5 · Moat vs. share migration
The gross-margin premium has held through every shock since 2018. The traffic story has not.
- What is durable. Target has held a 300+ bps gross-margin premium over Walmart in eight of eight years, including the FY2022 inventory shock and FY2025 traffic decline. FY2025: 27.9% vs. WMT 24.9%. Anchored by ~$30B of owned brands (~30% of mix, twelve at $1B+) that competitors cannot price-match SKU-for-SKU.
- What is breaking. Comparable sales -2.6% in FY2025 against WMT US +4.3% in WMT FY2026 — a ~690 bps gap, with FY2024 (TGT +0.1% vs WMT +4.8%) only modestly narrower, and TGT traffic -2.2%. That is shoppers leaving the store, not a soft-consumer story. Channel share reads roughly 3.4% TGT vs. 54.8% WMT and the gap is widening.
- The hidden layer. Roundel retail media grew 41% YoY to ~$0.9B (approaching a $1B run-rate) in FY2025 — faster than WMT Connect and Amazon Ads. At 70%+ gross margin, that alt-profit overlay sits inside a 7.3× EV/EBITDA retail wrapper while WMT trades at 22.9× and COST at 32.1×.
Premium pricing held. Traffic did not. The next four prints decompose which signal is load-bearing.
6 · Bull & Bear
Lean long, wait for confirmation — the asymmetry favors ownership but the proof point has not yet printed.
- For. A-rated balance sheet (Fitch reaffirmed May 2026), 1.49× net leverage at the mid-point of the 16-year range, 3.3% covered yield, 55th consecutive dividend raise, and a forensic risk score of 22/100 with zero red flags. The wait is paid for.
- For. Margin recovery to 5.75% — half the gap to pre-pandemic norms — would imply $9.50+ adjusted EPS without comp-sales heroics. This year's non-GAAP is conservative ($7.57 adjusted < $8.13 GAAP because the $593M interchange gain was netted out).
- Against. Cornell stays as Executive Chair through ~March 2027 with explicit operational oversight, collecting $21.8M of FY2025 pay; three-year relative TSR ranks 17 of 19 retail peers; promise track record is 5 misses against 4 hits. The transition is partial.

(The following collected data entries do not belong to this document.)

//! Consensus engine.
//!
//! One request flows through four stages:
//!
//! - **Dispatch**: every selected provider is queried concurrently
//! - **Filter**: results with an error or empty output are dropped
//! - **Vote**: valid answers are grouped by canonical key
//! - **Decide**: a unique winner is the majority answer; a tie goes to the
//!   judge model
//!
//! ## Example
//!
//! ```rust,ignore
//! use magi::consensus::ConsensusCoordinator;
//! use magi::types::requests::ConsensusRequest;
//!
//! let coordinator = ConsensusCoordinator::from_config(&config)?;
//! let response = coordinator.run(&ConsensusRequest::new("2+2?")).await?;
//! println!("{} ({})", response.final_answer, response.decided_by);
//! ```

mod coordinator;
mod dispatcher;
mod judge;
mod voter;

pub use coordinator::{no_valid_answers, ConsensusCoordinator, Phase};
pub use dispatcher::{Dispatch, Dispatcher};
pub use judge::{build_judge_prompt, parse_verdict, Judge, JUDGE_SYSTEM};
pub use voter::{canonicalize, voter_for, ExactVoter, KeywordClusterVoter, TallyEntry, VoteTally, Voter};
//! LLM-as-judge tie-break.

use std::sync::Arc;
use std::time::Duration;

use serde_json::Value;

use crate::providers::{ProviderClient, ProviderRegistry};
use crate::types::config::JudgeConfig;
use crate::types::requests::{Prompt, ProviderKind};
use crate::types::responses::JudgeVerdict;
use crate::{MagiError, MagiResult};

/// System instruction sent to the judge model.
pub const JUDGE_SYSTEM: &str =
    r#"You are an impartial judge. Return JSON like {"winner": <index>, "reason": "<short>"}"#;

/// User message listing the prompt, the numbered candidates and the rules.
pub fn build_judge_prompt(prompt: &str, candidates: &[&str]) -> String {
    let mut message = format!("User prompt:\n{}\n\nCandidates:\n", prompt);
    for (i, candidate) in candidates.iter().enumerate() {
        message.push_str(&format!("[{}] {}\n", i, candidate));
    }
    message.push_str("\nRules:\n");
    message.push_str("- Pick exactly one index.\n");
    message.push_str("- Prefer factual accuracy, internal consistency, and clarity.");
    message
}

// Only whole numbers name a candidate.
fn index_of(value: &Value) -> Option<i64> {
    match value {
        Value::Number(n) => n
            .as_i64()
            .or_else(|| n.as_f64().filter(|f| f.fract() == 0.0).map(|f| f as i64)),
        Value::String(s) => s.trim().parse().ok(),
        _ => None,
    }
}

/// Reads the verdict out of the judge's reply.
///
/// Takes the span from the first `{` to the last `}`. No object yields
/// `{0, "fallback"}`; an unparseable one yields `{0, "parse_fallback"}`. An
/// index that is not a whole number or falls outside `0..candidates` becomes 0.
pub fn parse_verdict(reply: &str, candidates: usize) -> JudgeVerdict {
    let span = match (reply.find('{'), reply.rfind('}')) {
        (Some(start), Some(end)) if start < end => &reply[start..=end],
        _ => return JudgeVerdict::new(0, "fallback"),
    };

    let Ok(json) = serde_json::from_str::<Value>(span) else {
        return JudgeVerdict::new(0, "parse_fallback");
    };

    let raw = json
        .get("winner")
        .or_else(|| json.get("index"))
        .and_then(index_of)
        .unwrap_or(0);

    let reason = match json.get("reason") {
        Some(Value::String(s)) if !s.is_empty() => s.clone(),
        Some(Value::Null) | None => "judge".to_string(),
        Some(Value::String(_)) => "judge".to_string(),
        Some(other) => other.to_string(),
    };

    let index = match usize::try_from(raw) {
        Ok(i) if i < candidates => i,
        _ => {
            tracing::warn!(index = raw, candidates, "Judge index out of range, using 0");
            0
        }
    };

    JudgeVerdict::new(index, reason)
}

/// Picks one answer among tied candidates using a fixed judge model.
#[derive(Clone)]
pub struct Judge {
    client: Arc<dyn ProviderClient>,
    model: String,
    timeout: Duration,
}

impl Judge {
    /// Creates a judge on top of a provider client.
    pub fn new(client: Arc<dyn ProviderClient>, model: impl Into<String>, timeout: Duration) -> Self {
        Self {
            client,
            model: model.into(),
            timeout,
        }
    }

    /// Creates the configured judge from the registry.
    pub fn from_config(config: &JudgeConfig, registry: &ProviderRegistry) -> MagiResult<Self> {
        let client = registry.get(config.provider).ok_or_else(|| {
            MagiError::config(format!("judge provider '{}' is not registered", config.provider))
        })?;
        Ok(Self::new(
            client,
            config.model.clone(),
            Duration::from_millis(config.timeout_ms),
        ))
    }

    /// Provider hosting the judge.
    pub fn provider(&self) -> ProviderKind {
        self.client.kind()
    }

    /// Judge model id.
    pub fn model(&self) -> &str {
        &self.model
    }

    /// Asks the judge to pick one candidate.
    ///
    /// Fails only when the judge call itself fails; a malformed reply falls
    /// back to index 0.
    pub async fn decide(&self, prompt: &str, candidates: &[&str]) -> MagiResult<JudgeVerdict> {
        let request = Prompt::new(build_judge_prompt(prompt, candidates))
            .with_system(JUDGE_SYSTEM)
            .with_model(self.client.kind(), self.model.clone())
            .with_temperature(0.0)
            .with_timeout(self.timeout);

        let result = self.client.query(&request).await;
        if let Some(error) = result.error {
            return Err(MagiError::Judge(error));
        }

        let verdict = parse_verdict(&result.output, candidates.len());
        tracing::info!(
            provider = %self.client.kind(),
            model = %self.model,
            index = verdict.index,
            reason = %verdict.reason,
            "Judge decided"
        );
        Ok(verdict)
    }
}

- Against. The 6% margin target was removed in March 2025 with no replacement date. FY2026 op-margin guide of +20 bps off 4.6% is the smallest expansion guide since 2014, and ROIC sits at the 12-year pre-pandemic mean — pandemic, not today, was the anomaly.
My view. Bull tips on the asymmetry, but the case is not complete before May 20 traffic prints. Two consecutive quarters of positive comps with the WMT gap inside 200 bps would flip the verdict to outright long; a sub-guide Q1 with negative traffic would confirm the bear's structural-reset case.
Watchlist to re-rate: Q1 traffic and gross-margin decomposition on May 20; the June 10 AGM independent-chair vote and the 15.5M-share LTIP amendment outcome; Q3 (~Nov 18) gross margin against the +20 bps op-margin guide as the tariff lag bites.